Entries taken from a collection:
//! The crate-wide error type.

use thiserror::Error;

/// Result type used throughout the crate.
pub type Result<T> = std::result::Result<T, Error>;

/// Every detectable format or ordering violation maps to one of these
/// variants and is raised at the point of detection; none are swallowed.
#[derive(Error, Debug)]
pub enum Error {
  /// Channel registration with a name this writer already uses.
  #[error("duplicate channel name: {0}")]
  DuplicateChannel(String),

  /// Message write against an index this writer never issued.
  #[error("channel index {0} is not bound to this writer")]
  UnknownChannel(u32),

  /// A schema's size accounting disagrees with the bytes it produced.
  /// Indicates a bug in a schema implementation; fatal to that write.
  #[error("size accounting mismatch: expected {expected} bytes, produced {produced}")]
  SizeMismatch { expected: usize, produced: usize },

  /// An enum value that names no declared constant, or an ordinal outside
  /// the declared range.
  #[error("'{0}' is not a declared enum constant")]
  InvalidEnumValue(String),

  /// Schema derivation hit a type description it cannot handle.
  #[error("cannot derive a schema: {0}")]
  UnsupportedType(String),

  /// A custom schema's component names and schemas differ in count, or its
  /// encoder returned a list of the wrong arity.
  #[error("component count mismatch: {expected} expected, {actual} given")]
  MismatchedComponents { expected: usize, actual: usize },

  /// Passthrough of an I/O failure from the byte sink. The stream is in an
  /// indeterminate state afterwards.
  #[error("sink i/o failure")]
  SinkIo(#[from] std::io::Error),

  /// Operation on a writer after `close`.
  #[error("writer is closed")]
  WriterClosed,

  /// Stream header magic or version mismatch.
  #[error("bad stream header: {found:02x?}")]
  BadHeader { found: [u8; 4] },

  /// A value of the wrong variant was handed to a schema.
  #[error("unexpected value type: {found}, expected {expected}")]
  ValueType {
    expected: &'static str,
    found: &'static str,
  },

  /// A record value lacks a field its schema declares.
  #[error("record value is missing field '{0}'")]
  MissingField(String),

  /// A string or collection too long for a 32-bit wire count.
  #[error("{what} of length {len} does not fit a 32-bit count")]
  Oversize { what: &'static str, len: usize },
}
...
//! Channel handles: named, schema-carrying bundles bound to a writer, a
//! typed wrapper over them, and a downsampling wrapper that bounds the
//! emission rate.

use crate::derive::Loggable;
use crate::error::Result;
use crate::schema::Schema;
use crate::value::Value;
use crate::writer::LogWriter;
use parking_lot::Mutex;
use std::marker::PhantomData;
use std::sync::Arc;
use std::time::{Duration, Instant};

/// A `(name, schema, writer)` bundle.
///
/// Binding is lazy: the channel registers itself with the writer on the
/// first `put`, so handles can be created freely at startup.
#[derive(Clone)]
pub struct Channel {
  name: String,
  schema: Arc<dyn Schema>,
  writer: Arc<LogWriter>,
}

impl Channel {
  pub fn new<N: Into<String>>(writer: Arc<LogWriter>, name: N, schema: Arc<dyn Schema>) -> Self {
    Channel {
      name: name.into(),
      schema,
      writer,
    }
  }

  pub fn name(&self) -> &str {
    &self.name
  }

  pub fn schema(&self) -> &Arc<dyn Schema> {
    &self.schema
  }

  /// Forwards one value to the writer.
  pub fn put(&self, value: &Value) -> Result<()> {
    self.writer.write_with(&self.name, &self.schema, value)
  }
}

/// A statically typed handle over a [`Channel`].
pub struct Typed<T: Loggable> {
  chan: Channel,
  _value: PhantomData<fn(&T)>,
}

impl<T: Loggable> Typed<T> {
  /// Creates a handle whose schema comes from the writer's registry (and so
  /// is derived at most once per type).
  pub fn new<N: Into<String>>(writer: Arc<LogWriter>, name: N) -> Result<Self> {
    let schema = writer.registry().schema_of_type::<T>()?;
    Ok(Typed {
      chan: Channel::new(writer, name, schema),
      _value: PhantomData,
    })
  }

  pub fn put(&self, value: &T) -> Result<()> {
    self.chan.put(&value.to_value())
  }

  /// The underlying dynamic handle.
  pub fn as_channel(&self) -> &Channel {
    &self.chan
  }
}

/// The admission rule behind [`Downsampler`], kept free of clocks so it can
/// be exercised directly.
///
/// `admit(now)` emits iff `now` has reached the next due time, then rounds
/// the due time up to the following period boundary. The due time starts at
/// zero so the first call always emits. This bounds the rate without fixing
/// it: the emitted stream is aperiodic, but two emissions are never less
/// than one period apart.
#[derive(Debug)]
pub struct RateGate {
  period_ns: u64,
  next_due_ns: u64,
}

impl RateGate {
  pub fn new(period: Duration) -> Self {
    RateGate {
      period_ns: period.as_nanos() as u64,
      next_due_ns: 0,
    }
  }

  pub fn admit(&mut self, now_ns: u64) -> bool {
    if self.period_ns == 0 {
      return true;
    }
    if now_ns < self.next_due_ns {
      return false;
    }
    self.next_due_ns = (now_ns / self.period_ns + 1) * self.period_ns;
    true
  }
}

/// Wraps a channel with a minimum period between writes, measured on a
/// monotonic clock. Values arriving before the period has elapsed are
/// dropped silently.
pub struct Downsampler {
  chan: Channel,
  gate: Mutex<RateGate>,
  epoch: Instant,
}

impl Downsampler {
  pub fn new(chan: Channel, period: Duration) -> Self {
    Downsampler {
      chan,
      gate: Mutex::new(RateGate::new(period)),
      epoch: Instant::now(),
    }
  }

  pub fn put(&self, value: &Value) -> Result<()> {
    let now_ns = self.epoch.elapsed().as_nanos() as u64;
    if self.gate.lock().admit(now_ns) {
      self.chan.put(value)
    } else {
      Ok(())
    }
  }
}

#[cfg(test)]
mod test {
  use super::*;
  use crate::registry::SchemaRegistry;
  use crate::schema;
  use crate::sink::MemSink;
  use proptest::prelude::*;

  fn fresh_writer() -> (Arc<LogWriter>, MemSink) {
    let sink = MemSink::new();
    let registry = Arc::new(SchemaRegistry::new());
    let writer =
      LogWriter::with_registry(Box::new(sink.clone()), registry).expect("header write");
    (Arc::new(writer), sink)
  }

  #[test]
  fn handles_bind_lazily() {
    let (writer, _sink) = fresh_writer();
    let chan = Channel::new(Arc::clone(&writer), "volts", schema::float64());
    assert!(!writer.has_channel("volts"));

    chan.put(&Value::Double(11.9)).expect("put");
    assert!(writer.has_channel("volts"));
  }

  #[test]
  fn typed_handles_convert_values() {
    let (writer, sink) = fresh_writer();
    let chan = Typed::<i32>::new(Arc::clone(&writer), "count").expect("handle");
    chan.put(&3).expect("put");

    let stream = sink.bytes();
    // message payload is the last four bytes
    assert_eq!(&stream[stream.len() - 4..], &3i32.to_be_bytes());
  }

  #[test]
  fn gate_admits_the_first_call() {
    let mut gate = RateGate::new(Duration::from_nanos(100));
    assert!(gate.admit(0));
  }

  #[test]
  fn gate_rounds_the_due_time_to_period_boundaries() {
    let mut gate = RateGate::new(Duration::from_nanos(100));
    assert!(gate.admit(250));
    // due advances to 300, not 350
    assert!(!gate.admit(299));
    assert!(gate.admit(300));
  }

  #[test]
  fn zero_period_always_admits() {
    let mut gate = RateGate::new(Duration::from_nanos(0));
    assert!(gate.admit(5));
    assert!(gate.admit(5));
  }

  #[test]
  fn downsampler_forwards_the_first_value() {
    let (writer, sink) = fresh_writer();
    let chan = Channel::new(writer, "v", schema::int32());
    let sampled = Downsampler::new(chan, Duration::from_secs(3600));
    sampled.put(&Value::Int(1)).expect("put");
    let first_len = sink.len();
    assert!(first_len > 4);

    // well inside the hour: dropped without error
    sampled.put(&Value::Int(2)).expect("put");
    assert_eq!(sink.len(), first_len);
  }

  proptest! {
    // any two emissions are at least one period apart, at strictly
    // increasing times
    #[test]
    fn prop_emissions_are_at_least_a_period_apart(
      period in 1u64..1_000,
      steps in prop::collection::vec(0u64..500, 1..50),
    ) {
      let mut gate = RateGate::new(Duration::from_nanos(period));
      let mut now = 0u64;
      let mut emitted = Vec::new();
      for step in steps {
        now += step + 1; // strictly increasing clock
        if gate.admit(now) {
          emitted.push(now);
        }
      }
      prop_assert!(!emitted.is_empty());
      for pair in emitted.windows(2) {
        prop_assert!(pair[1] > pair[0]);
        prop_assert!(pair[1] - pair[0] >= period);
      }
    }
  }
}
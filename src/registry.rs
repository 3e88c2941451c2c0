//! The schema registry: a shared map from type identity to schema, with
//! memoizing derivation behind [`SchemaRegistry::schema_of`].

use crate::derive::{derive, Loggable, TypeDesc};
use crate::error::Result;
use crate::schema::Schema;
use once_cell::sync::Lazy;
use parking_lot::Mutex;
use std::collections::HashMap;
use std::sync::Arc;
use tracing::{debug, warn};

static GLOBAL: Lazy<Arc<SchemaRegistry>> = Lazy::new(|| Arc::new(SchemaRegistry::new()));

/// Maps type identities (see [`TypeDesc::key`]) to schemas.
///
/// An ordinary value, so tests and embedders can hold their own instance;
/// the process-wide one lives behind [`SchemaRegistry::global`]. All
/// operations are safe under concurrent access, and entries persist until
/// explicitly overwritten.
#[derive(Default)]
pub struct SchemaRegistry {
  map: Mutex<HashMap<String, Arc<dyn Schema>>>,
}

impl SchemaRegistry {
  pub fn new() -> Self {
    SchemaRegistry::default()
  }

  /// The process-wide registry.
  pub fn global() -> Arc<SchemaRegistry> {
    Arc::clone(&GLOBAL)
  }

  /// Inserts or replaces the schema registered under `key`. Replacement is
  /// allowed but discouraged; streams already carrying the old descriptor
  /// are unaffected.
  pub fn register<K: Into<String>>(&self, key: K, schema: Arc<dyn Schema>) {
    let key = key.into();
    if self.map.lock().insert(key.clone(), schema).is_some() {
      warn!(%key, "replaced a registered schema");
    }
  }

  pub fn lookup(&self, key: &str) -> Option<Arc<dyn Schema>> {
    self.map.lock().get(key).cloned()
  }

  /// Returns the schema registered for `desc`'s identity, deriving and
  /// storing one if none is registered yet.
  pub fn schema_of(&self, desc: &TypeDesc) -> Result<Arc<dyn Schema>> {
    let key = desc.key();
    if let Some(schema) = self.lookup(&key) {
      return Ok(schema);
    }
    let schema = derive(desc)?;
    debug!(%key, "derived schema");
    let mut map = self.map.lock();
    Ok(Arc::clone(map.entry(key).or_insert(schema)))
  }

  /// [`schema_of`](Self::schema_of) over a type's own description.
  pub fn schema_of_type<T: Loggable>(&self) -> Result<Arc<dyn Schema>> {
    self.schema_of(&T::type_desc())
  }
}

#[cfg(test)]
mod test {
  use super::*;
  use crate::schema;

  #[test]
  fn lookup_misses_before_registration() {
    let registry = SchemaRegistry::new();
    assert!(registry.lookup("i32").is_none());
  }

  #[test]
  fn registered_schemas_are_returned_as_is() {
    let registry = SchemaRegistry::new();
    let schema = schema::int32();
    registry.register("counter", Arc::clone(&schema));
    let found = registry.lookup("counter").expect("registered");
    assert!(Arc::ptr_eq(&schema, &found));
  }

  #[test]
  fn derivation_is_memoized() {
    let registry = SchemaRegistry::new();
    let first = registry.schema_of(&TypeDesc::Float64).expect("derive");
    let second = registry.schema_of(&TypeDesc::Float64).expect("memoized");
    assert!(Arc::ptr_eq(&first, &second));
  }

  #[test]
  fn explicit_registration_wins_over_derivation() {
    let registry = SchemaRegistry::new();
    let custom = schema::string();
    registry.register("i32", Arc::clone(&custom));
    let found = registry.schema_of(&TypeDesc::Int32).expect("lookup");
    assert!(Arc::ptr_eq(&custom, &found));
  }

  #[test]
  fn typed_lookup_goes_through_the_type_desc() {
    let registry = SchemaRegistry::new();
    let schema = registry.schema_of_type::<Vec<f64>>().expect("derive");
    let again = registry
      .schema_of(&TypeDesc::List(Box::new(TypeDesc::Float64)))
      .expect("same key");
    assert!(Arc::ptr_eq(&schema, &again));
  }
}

• _What you are asked to do_:
An exact copy of the lines above, from the one containing "crate-wide error type." down to the one containing "usize, produced: usize" and including both, is the whole answer; retype it and nothing else.

• _Result of the task_:
//! The crate-wide error type.

use thiserror::Error;

/// Result type used throughout the crate.
pub type Result<T> = std::result::Result<T, Error>;

/// Every detectable format or ordering violation maps to one of these
/// variants and is raised at the point of detection; none are swallowed.
#[derive(Error, Debug)]
pub enum Error {
  /// Channel registration with a name this writer already uses.
  #[error("duplicate channel name: {0}")]
  DuplicateChannel(String),

  /// Message write against an index this writer never issued.
  #[error("channel index {0} is not bound to this writer")]
  UnknownChannel(u32),

  /// A schema's size accounting disagrees with the bytes it produced.
  /// Indicates a bug in a schema implementation; fatal to that write.
  #[error("size accounting mismatch: expected {expected} bytes, produced {produced}")]
  SizeMismatch { expected: usize, produced: usize },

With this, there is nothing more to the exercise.